Nevertheless, it is important to validate clustering results by additional data with orthogonal modalities (i.e., from different data sources) and by the end applications. In our study, we identified new subtypes for MPDs based on brain neuroimaging patterns (from functional Magnetic Resonance Imaging (fMRI) data). The results were assessed by cortical thickness and white matter integrity (from Diffusion Tensor Imaging data), polygenic risk scores (from genome-wide genotyping data), and tissue profile for risk gene expression (from gene-expression profiling data). We also examined the effects of medication on symptom severity (from clinical data) to elucidate pharmacologic effects within each subtype. These validation analyses showed significant alignment between the subtyping results and these other biological features [2].

Statistical significance

Winter and Hahn suggested evaluating result significance by statistical tests against a statistical null model to ensure the result clusters do exist. Defining a null model is equivalent to asking what typical clusters or distributions the given data should have. Much effort has been devoted to developing null models for clustering, as discussed in the whole Chapter 4 of the book by Bezdek [7]. It has become evident that effort to define a null model is futile because there is no universal definition of a “cluster” and “the concept of no structure in the dataset (one possible null hypothesis) is far from clear” [6].

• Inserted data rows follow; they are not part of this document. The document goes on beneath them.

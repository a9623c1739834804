// SPDX-License-Identifier: AGPL-3.0-or-later
// SPDX-FileCopyrightText: 2024 Hyperpolymath

//! Model-selection CLI for true/false claim classifiers
//!
//! Usage:
//!   claimcheck --synthetic-samples 500 --seed 42
//!   claimcheck --input features.csv --models elastic-net --folds 10

use anyhow::{Context, Result};
use clap::{ArgAction, Parser, ValueEnum};
use claimcheck_eval::pipeline::{EvaluationPipeline, ModelSpec, PipelineConfig};
use claimcheck_eval::{Dataset, ModelKind};
use std::path::PathBuf;
use tracing_subscriber::EnvFilter;

/// Report formats written to the output directory
#[derive(Clone, Copy, Debug, PartialEq, Eq, ValueEnum)]
enum OutputFormat {
    Json,
    Markdown,
    Both,
}

impl OutputFormat {
    fn writes_json(self) -> bool {
        matches!(self, OutputFormat::Json | OutputFormat::Both)
    }

    fn writes_markdown(self) -> bool {
        matches!(self, OutputFormat::Markdown | OutputFormat::Both)
    }
}

#[derive(Parser, Debug)]
#[command(name = "claimcheck")]
#[command(about = "Select and evaluate claim classifiers with cross-validated grid search")]
#[command(version)]
struct Args {
    /// Feature table (CSV with a header row); synthetic data when omitted
    #[arg(short, long)]
    input: Option<PathBuf>,

    /// Name of the boolean label column
    #[arg(long, default_value = "truth_label")]
    label_column: String,

    /// Predictor columns to use (comma-separated, empty = all)
    #[arg(long)]
    features: Option<String>,

    /// Share of each class used for training
    #[arg(long, default_value_t = 0.7)]
    train_fraction: f64,

    /// Cross-validation folds
    #[arg(short = 'k', long, default_value_t = 5)]
    folds: usize,

    /// Repetitions of the fold assignment
    #[arg(short, long, default_value_t = 3)]
    repeats: usize,

    /// Random seed for reproducibility
    #[arg(short, long, default_value_t = 42)]
    seed: u64,

    /// Model families to run (comma-separated, empty = all)
    #[arg(short, long)]
    models: Option<String>,

    /// JSON file holding a list of model specs with custom grids
    #[arg(long)]
    grid_config: Option<PathBuf>,

    /// Worker threads for the search (default: all cores)
    #[arg(short, long)]
    threads: Option<usize>,

    /// Output directory for results
    #[arg(short, long, default_value = "eval/results")]
    output: PathBuf,

    /// Output format
    #[arg(short, long, value_enum, default_value_t = OutputFormat::Both)]
    format: OutputFormat,

    /// Generate model cards for each model (`--model-cards false` to skip)
    #[arg(long, default_value_t = true, action = ArgAction::Set)]
    model_cards: bool,

    /// Size of the synthetic table used without --input
    #[arg(long, default_value_t = 500)]
    synthetic_samples: usize,
}

fn model_specs(args: &Args) -> Result<Vec<ModelSpec>> {
    if let Some(ref path) = args.grid_config {
        let raw = std::fs::read_to_string(path).with_context(|| format!("reading {}", path.display()))?;
        let specs: Vec<ModelSpec> =
            serde_json::from_str(&raw).with_context(|| format!("parsing grid config {}", path.display()))?;
        return Ok(specs);
    }

    match args.models {
        Some(ref names) => names
            .split(',')
            .filter(|s| !s.trim().is_empty())
            .map(|name| -> Result<ModelSpec> { Ok(ModelSpec::new(name.parse::<ModelKind>()?)) })
            .collect(),
        None => Ok(ModelKind::all().iter().map(|&k| ModelSpec::new(k)).collect()),
    }
}

fn main() -> Result<()> {
    // Initialize logging
    tracing_subscriber::fmt()
        .with_env_filter(EnvFilter::try_from_default_env().unwrap_or_else(|_| EnvFilter::new("info")))
        .init();

    let args = Args::parse();

    let dataset_name = args
        .input
        .as_ref()
        .and_then(|p| p.file_stem())
        .map(|s| s.to_string_lossy().to_string())
        .unwrap_or_else(|| "synthetic".to_string());

    tracing::info!("Claim Classifier Model Selection");
    tracing::info!("================================");
    tracing::info!("Dataset: {}", dataset_name);
    tracing::info!("Seed: {}", args.seed);

    let feature_columns: Option<Vec<String>> = args
        .features
        .as_ref()
        .map(|f| f.split(',').map(|s| s.trim().to_string()).filter(|s| !s.is_empty()).collect());

    let config = PipelineConfig {
        train_fraction: args.train_fraction,
        folds: args.folds,
        repeats: args.repeats,
        seed: args.seed,
        label_column: args.label_column.clone(),
        feature_columns,
        models: model_specs(&args)?,
        threads: args.threads,
        output_dir: args.output.to_string_lossy().to_string(),
        dataset_name: dataset_name.clone(),
    };

    let pipeline = EvaluationPipeline::new(config);
    let dataset = match args.input {
        Some(ref path) => pipeline.load_dataset(path)?,
        None => Dataset::synthetic(args.synthetic_samples, 0.5, args.seed),
    };

    let results = pipeline.run(&dataset).context("evaluation pipeline failed")?;

    // Print summary to console
    println!("\n{}", "=".repeat(78));
    println!("EVALUATION SUMMARY");
    println!("{}", "=".repeat(78));
    if let Some(ref best) = results.best_model {
        println!("\nBest Model (test AUC): {}", best);
    }
    println!("\nModel Comparison:");
    print!("{}", results.comparison.to_console());

    println!("\nSelected Hyperparameters:");
    for result in &results.model_results {
        println!(
            "{}: {} | CV AUC {:.4} ± {:.4} | threshold {:.4} | {} of {} candidates excluded",
            result.model_name,
            result.best_params,
            result.cv_auc,
            result.cv_auc_std,
            result.threshold,
            result.excluded_candidates,
            result.candidates
        );
    }

    // Save outputs
    std::fs::create_dir_all(&args.output)?;

    let timestamp = chrono::Utc::now().format("%Y%m%d_%H%M%S");

    if args.format.writes_json() {
        let json_path = args.output.join(format!("eval_{}_{}.json", dataset_name, timestamp));
        EvaluationPipeline::save_results(&results, &json_path)?;
        println!("\nJSON results saved to: {}", json_path.display());
    }

    if args.format.writes_markdown() {
        let report = EvaluationPipeline::generate_report(&results);
        let md_path = args.output.join(format!("eval_{}_{}.md", dataset_name, timestamp));
        std::fs::write(&md_path, report).with_context(|| format!("writing {}", md_path.display()))?;
        println!("Markdown report saved to: {}", md_path.display());
    }

    if args.model_cards {
        let cards = EvaluationPipeline::save_model_cards(&results, &args.output)?;
        println!("Model cards saved to: {}/model_cards/ ({} files)", args.output.display(), cards.len());
    }

    println!("\nEvaluation complete!");

    Ok(())
}

#[cfg(test)]
mod tests {
    use super::*;
    use clap::CommandFactory;

    #[test]
    fn test_cli_definition() {
        Args::command().debug_assert();
    }

    #[test]
    fn test_defaults() {
        let args = Args::try_parse_from(["claimcheck"]).unwrap();
        assert_eq!(args.format, OutputFormat::Both);
        assert!(args.model_cards);
        assert!(args.format.writes_json() && args.format.writes_markdown());
    }

    #[test]
    fn test_model_cards_can_be_disabled() {
        let args = Args::try_parse_from(["claimcheck", "--model-cards", "false"]).unwrap();
        assert!(!args.model_cards);
    }

    #[test]
    fn test_unknown_format_is_rejected() {
        assert!(Args::try_parse_from(["claimcheck", "-f", "xml"]).is_err());

        let args = Args::try_parse_from(["claimcheck", "--format", "json"]).unwrap();
        assert!(args.format.writes_json());
        assert!(!args.format.writes_markdown());
    }

    #[test]
    fn test_model_list_parsing() {
        let args = Args::try_parse_from(["claimcheck", "--models", "gbt, lr"]).unwrap();
        let kinds: Vec<ModelKind> = model_specs(&args).unwrap().into_iter().map(|s| s.kind).collect();
        assert_eq!(kinds, vec![ModelKind::GradientBoosting, ModelKind::ElasticNet]);

        let bad = Args::try_parse_from(["claimcheck", "--models", "svm"]).unwrap();
        assert!(model_specs(&bad).is_err());
    }
}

Winter and Hann suggested adopting the procedure proposed by Liu et al. [8] to estimate an empirical data distribution as a null model [1]. Unfortunately, to make this procedure work, “we define a cluster as data coming from a single Gaussian distribution” [8]. Therefore, they suggested injecting an unjustified data distribution into the analysis. Such distribution can only be taken as a hypothesis on the data and would itself need to be tested. In our study, the data distribution and valid null model are unknown and cannot be defined. Furthermore, statistical tests based on a hypothesized Gaussian distribution cannot ensure the validity of a subtyping result.

Stability and robustness

Stability and robustness are key properties for clustering, as pointed out by Winter and Hahn [1]. Our methods were designed to enhance these properties. In assessing the stability and robustness of a clustering result, perturbed versions of the given data can be used. Perturbed data can be generated by either random sampling of the original data or random projection of the data to low-dimensional spaces [9]. We chose the second approach and adopted autoencoder to perform multiple projections. Such perturbed data were used to extract latent features in the data to facilitate the identification of robust clusters. We did not employ the first approach because sampling from a small set of high-dimensional data can easily fail to capture latent patterns in the data.

Concluding remarks

Our primary objective was to identify subtypes of MPDs for understanding functional brain patterns to better treat these heterogeneous diseases [2]. Our study was not for the classification of MPDs. As such, techniques developed for classification do not apply to our study. Clustering is an approach for data exploration and the utility and value of clustering results are application dependent. There is no universal or standard definition of valid clusters. It is critically important to assess and validate clustering results using additional data from different sources. In our study, we showed significant alignment of the MPD subtype results from fMRI data with the biological features in data from four other sources, offering support for the significance of the identified MPD subtypes, which should be replicated in further clinical studies.